(Collected data)
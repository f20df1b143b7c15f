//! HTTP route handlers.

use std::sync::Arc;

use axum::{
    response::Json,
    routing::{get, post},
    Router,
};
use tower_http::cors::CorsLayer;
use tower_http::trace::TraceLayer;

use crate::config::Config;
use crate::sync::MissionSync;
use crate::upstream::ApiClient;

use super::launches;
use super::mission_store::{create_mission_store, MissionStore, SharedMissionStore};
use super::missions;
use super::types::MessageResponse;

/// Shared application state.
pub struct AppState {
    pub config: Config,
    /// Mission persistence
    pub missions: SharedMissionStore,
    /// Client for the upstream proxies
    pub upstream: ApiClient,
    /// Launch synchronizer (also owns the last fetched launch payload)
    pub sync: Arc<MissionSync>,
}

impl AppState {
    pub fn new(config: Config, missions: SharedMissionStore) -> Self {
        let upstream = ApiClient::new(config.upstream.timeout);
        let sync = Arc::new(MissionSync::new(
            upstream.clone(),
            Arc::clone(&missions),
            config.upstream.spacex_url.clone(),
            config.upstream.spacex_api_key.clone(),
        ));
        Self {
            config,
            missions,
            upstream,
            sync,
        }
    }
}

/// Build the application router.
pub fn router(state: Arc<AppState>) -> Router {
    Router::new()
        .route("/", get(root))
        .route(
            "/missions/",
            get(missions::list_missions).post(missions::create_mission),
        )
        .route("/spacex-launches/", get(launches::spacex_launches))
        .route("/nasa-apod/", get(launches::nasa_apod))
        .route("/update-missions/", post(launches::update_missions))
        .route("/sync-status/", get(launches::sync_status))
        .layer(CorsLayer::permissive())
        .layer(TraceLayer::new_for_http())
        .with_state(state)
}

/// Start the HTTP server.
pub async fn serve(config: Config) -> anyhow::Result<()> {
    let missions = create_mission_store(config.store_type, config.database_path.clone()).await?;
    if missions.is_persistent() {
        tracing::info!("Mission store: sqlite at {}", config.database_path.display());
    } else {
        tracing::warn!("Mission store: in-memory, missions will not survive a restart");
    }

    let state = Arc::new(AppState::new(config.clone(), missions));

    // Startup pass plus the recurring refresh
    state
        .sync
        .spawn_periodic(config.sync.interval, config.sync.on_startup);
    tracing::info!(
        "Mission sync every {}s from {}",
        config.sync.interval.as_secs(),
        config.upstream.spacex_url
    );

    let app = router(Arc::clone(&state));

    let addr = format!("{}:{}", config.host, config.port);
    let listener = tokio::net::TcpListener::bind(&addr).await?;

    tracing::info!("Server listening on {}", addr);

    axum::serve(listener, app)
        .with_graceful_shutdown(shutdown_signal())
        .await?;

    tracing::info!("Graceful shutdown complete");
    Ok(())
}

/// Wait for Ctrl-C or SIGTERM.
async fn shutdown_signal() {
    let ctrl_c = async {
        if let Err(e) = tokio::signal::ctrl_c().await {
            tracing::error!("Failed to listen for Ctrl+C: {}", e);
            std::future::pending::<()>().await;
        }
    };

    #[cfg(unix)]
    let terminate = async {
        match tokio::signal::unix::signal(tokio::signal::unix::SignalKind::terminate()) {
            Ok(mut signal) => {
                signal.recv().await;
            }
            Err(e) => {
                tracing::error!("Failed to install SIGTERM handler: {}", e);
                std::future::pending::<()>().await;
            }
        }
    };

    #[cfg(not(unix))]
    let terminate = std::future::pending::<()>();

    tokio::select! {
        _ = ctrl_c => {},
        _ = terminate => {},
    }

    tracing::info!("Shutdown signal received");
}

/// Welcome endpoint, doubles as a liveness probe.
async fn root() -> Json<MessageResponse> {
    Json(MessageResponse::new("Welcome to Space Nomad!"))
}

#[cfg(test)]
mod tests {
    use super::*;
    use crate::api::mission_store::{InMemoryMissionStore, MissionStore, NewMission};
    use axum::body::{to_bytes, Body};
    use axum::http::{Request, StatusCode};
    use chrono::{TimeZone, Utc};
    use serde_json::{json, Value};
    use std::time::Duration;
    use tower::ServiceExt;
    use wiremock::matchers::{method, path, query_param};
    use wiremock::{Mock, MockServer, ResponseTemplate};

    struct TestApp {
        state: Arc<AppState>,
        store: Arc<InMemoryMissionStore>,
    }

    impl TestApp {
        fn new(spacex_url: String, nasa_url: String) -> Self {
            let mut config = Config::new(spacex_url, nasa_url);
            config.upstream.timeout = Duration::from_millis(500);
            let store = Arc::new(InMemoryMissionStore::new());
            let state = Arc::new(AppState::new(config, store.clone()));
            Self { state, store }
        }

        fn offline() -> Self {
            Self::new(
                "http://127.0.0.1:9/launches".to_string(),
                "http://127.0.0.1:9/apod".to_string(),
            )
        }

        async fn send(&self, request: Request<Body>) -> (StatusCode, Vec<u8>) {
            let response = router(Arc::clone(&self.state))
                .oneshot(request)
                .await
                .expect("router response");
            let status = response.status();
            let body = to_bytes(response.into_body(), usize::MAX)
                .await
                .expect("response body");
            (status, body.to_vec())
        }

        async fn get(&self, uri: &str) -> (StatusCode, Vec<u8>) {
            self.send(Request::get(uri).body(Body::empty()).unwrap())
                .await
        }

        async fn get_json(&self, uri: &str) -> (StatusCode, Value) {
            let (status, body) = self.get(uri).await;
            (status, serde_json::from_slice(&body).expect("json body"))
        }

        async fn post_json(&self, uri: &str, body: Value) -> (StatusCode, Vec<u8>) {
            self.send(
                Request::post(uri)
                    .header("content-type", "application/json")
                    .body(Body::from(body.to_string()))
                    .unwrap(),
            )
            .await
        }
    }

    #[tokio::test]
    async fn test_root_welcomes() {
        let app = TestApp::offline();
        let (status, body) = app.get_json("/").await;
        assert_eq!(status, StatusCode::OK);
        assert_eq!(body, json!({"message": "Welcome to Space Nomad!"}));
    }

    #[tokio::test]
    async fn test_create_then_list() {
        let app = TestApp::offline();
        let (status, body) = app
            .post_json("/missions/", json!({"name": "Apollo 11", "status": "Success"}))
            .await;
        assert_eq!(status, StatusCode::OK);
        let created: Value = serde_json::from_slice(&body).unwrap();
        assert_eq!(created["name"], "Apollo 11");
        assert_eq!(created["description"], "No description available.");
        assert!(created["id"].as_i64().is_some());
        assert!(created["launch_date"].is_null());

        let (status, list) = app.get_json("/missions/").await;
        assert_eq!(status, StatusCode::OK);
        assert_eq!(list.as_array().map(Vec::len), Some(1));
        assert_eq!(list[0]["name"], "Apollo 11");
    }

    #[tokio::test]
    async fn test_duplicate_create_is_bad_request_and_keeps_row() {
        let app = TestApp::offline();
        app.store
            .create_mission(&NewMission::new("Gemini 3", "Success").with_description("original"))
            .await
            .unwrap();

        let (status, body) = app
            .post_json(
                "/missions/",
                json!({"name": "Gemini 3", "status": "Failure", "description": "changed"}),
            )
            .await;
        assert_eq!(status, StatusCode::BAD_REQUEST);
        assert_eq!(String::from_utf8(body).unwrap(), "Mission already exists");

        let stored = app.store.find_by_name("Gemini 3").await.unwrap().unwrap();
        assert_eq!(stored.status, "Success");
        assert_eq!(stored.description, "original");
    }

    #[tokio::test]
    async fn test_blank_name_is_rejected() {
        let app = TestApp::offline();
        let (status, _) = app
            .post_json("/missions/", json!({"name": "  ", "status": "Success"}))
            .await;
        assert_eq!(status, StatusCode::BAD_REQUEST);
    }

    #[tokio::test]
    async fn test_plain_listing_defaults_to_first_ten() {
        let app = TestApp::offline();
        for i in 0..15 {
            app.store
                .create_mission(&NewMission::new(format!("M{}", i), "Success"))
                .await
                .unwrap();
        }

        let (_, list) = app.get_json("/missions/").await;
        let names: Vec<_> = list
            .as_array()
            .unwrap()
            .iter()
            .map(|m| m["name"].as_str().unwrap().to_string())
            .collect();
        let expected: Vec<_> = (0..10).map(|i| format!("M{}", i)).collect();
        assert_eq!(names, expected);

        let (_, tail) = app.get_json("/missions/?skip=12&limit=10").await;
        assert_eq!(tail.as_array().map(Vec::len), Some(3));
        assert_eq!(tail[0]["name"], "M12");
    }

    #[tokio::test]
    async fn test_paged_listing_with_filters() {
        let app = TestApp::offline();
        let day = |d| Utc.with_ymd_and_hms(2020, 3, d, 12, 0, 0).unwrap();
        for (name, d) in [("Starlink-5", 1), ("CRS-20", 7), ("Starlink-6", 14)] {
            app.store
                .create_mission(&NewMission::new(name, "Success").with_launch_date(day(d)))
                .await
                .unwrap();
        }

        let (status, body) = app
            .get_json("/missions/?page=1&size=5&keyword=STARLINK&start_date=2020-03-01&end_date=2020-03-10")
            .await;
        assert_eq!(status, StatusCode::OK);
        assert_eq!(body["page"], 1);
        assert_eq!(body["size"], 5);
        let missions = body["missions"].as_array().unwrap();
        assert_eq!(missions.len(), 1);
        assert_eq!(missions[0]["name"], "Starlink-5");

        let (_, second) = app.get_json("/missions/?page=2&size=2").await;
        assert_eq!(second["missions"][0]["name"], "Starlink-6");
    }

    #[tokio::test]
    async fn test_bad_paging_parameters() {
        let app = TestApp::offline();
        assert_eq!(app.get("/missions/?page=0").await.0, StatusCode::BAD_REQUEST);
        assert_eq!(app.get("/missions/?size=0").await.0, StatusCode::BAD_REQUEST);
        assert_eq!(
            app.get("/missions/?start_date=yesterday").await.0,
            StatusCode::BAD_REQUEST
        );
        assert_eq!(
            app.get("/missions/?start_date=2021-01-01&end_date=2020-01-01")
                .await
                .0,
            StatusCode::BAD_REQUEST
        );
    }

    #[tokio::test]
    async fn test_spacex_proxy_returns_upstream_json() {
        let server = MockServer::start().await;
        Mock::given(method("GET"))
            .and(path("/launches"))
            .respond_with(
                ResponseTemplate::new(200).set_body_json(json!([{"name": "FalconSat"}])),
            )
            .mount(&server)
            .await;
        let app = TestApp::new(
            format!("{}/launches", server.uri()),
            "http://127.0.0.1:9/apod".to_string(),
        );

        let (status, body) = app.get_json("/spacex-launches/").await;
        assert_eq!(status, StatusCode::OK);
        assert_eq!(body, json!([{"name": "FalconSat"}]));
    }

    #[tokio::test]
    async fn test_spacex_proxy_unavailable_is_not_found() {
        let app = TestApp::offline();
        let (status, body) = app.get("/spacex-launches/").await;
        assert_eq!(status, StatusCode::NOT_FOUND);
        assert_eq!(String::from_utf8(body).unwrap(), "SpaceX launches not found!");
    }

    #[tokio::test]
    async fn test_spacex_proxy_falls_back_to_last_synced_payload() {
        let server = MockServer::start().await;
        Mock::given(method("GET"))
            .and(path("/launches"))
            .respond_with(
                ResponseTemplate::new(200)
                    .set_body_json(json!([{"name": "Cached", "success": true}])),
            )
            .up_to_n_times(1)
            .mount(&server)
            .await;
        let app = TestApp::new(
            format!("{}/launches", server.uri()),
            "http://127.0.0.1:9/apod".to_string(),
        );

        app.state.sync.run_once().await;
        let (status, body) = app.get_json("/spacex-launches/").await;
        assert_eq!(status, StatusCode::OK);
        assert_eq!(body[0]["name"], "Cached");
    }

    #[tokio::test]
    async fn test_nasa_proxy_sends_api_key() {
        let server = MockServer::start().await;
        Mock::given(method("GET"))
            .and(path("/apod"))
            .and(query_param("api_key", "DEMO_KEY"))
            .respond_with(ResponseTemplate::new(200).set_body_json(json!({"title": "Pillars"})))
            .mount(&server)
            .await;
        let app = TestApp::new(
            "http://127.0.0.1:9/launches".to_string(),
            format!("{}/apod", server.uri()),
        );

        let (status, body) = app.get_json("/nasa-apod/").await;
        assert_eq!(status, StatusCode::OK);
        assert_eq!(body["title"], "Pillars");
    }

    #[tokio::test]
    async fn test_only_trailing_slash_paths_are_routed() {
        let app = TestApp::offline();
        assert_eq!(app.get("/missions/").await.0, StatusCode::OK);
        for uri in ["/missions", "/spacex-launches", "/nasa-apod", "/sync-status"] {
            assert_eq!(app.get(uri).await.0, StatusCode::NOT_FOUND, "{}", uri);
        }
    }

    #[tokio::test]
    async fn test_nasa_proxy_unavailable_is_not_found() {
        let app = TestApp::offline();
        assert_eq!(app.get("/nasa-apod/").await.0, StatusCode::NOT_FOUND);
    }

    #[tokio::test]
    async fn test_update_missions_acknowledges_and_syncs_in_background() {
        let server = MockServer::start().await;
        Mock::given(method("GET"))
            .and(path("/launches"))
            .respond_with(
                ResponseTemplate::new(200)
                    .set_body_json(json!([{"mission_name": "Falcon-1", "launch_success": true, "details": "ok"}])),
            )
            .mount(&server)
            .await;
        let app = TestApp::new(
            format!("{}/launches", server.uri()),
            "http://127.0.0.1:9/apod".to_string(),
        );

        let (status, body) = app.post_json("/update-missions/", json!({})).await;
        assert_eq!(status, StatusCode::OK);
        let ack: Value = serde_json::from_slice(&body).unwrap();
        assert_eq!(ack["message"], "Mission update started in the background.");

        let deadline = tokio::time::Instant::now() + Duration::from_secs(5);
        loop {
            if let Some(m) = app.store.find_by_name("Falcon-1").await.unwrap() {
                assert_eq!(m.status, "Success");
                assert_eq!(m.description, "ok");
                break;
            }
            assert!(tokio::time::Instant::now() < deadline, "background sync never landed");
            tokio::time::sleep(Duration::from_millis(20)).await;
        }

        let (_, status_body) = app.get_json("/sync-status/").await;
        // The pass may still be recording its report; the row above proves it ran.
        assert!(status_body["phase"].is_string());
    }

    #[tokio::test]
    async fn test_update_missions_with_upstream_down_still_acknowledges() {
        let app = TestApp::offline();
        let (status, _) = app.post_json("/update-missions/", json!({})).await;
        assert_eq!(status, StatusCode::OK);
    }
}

**Task statement**
Among the records, find every line holding the word "crate" and copy it.

**Response for this exercise**
use crate::config::Config;
use crate::sync::MissionSync;
use crate::upstream::ApiClient;
    use crate::api::mission_store::{InMemoryMissionStore, MissionStore, NewMission};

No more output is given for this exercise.